=== Section Start ===

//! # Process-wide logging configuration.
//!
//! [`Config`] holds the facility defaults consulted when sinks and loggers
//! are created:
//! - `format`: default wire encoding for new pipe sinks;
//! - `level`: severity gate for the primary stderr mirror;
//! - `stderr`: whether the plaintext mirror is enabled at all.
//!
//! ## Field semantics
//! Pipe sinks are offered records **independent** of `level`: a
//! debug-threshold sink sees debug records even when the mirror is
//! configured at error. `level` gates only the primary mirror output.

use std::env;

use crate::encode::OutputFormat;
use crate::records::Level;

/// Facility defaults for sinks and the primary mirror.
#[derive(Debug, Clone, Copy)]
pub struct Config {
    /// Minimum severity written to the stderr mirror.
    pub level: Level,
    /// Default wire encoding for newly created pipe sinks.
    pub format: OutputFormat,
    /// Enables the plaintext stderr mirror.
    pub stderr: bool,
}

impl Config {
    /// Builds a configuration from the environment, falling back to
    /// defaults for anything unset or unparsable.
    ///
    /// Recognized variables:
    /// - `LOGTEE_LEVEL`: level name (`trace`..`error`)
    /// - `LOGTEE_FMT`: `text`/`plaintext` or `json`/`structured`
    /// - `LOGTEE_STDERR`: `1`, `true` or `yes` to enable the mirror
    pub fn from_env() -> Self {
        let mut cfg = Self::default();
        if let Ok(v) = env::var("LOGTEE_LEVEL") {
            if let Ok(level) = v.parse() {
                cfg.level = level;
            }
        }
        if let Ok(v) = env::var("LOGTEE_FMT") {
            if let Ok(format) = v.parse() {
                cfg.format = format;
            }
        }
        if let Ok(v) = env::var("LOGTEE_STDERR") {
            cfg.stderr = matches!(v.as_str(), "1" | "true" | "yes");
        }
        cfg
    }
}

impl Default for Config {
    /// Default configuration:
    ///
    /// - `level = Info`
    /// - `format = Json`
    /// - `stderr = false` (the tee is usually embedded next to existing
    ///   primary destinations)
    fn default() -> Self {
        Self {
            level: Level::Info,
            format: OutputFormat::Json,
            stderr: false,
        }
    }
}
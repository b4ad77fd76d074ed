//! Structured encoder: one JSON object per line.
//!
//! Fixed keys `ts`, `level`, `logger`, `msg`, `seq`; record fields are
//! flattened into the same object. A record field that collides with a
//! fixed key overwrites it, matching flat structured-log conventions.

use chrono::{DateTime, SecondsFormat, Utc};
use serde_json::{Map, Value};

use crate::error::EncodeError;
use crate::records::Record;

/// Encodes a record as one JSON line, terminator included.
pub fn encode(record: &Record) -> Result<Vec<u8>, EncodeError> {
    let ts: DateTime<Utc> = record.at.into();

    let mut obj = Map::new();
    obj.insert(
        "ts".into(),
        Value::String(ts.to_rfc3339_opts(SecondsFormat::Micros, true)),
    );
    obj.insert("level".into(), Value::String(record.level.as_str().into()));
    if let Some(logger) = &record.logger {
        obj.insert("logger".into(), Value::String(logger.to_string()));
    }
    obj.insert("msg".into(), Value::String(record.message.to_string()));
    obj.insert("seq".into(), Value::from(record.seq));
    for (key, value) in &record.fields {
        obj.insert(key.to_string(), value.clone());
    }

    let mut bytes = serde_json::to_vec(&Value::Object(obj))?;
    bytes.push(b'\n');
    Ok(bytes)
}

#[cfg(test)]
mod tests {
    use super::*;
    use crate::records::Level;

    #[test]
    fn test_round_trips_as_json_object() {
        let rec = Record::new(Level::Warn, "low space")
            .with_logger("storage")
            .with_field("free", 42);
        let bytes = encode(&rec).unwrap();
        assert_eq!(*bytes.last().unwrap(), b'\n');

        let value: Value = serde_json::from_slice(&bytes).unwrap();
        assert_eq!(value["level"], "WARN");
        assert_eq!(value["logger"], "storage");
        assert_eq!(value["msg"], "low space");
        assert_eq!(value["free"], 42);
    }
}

=== Section End ===
=== Section Start ===

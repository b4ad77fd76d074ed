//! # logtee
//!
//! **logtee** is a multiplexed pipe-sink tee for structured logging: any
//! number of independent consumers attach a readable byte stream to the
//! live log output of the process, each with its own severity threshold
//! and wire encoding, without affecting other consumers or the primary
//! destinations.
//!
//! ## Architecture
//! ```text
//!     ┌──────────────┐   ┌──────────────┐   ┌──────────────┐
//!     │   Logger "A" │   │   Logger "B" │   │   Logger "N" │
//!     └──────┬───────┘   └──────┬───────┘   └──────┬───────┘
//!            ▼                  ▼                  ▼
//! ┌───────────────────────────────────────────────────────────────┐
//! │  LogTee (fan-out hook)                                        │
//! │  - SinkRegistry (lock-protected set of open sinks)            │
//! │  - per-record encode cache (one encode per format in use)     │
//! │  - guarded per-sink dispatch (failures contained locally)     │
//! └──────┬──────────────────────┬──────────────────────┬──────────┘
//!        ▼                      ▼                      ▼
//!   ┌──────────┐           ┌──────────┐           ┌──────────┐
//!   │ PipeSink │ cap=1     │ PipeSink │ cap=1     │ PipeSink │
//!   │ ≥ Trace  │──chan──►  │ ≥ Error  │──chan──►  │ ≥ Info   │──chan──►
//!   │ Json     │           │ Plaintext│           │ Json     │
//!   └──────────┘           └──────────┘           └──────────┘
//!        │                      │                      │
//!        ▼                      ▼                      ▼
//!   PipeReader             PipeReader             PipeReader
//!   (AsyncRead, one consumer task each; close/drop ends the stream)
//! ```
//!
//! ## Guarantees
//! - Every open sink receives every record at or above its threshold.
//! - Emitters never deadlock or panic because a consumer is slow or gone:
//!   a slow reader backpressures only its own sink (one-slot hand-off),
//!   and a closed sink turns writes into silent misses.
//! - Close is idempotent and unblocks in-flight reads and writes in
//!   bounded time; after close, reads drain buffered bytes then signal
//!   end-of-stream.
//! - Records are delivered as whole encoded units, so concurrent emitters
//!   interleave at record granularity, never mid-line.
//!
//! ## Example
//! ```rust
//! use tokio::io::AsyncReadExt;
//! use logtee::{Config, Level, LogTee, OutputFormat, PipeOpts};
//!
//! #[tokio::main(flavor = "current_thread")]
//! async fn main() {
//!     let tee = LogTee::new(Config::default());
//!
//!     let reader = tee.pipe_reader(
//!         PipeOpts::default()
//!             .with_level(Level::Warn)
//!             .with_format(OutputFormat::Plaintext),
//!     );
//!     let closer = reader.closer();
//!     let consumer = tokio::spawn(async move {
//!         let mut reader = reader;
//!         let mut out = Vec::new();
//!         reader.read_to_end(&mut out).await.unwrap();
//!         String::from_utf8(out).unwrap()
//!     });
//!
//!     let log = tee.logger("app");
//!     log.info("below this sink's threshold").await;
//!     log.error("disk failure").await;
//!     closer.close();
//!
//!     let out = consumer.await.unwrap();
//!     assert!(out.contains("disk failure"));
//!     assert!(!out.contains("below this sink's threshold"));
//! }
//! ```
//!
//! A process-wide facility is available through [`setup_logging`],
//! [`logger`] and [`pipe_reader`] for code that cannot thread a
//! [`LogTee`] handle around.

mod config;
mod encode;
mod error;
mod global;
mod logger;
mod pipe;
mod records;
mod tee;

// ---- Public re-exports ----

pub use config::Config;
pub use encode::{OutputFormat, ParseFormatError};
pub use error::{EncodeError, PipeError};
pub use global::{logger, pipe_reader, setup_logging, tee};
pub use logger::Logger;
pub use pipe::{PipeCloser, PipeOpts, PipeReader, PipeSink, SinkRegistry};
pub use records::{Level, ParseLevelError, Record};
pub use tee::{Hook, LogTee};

=== Section End ===
=== Section Start ===

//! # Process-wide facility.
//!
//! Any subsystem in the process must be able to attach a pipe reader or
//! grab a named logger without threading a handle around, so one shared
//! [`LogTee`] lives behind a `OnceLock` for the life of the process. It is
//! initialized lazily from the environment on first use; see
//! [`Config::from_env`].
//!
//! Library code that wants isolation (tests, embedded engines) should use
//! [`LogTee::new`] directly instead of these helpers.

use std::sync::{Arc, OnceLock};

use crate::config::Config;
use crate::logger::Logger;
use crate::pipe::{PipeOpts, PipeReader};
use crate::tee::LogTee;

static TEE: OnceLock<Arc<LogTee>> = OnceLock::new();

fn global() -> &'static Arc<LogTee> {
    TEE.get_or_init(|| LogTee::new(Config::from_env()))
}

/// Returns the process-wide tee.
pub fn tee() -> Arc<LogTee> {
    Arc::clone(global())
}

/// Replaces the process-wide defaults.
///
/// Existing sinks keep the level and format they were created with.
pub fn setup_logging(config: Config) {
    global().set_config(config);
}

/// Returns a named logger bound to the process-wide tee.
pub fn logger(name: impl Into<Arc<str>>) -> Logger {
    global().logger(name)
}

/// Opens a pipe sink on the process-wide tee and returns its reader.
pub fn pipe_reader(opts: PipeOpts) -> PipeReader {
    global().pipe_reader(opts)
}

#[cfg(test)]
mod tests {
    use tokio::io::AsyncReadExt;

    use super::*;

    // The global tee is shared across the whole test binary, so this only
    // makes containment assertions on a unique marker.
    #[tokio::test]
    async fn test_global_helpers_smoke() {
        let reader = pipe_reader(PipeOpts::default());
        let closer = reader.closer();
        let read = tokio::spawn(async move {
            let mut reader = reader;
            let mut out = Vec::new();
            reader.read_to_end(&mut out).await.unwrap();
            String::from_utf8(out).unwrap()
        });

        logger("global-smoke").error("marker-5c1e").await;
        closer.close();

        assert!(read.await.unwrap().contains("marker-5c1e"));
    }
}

=== Section End ===

## EXERCISE REQUIREMENTS
Make a list of all lines in the data that contain "move".

## RESULT OF THE EXERCISE
//!     let consumer = tokio::spawn(async move {
        let read = tokio::spawn(async move {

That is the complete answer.